Data records Start Marker

/// A vacant slot claimed by a first registration.
///
/// Unless `fill` is called, dropping it retires and evicts the slot, so a
/// cancelled registration leaves nothing behind in the map.
struct Reservation<'a> {
    registry: &'a Registry,
    name: &'a str,
    cell: &'a SlotRef,
    state: MutexGuard<'a, Slot>,
    filled: bool,
}

impl Reservation<'_> {
    fn fill(mut self, player: Player) {
        *self.state = Slot::Occupied(player);
        self.cell.occupied.store(true, Ordering::Release);
        self.filled = true;
    }
}

impl Drop for Reservation<'_> {
    fn drop(&mut self) {
        if !self.filled {
            *self.state = Slot::Retired;
            self.registry.evict(self.name, self.cell);
        }
    }
}

/// Whether a successful `register` created or updated the player
#[derive(Debug, Clone, Copy, PartialEq, Eq)]
pub enum Registration {
    Created,
    Updated,
}

/// Manages all registered players
pub struct Registry {
    /// Map of player name -> slot
    players: DashMap<String, SlotRef>,
    prober: LivenessProber,
}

Data records End Marker

**The problem:**
Repeat only what runs from the line holding "pub enum Registration" to the end of the data, keeping every line exactly as written, first and last included.

**Exercise solution:**
pub enum Registration {
    Created,
    Updated,
}

/// Manages all registered players
pub struct Registry {
    /// Map of player name -> slot
    players: DashMap<String, SlotRef>,
    prober: LivenessProber,
}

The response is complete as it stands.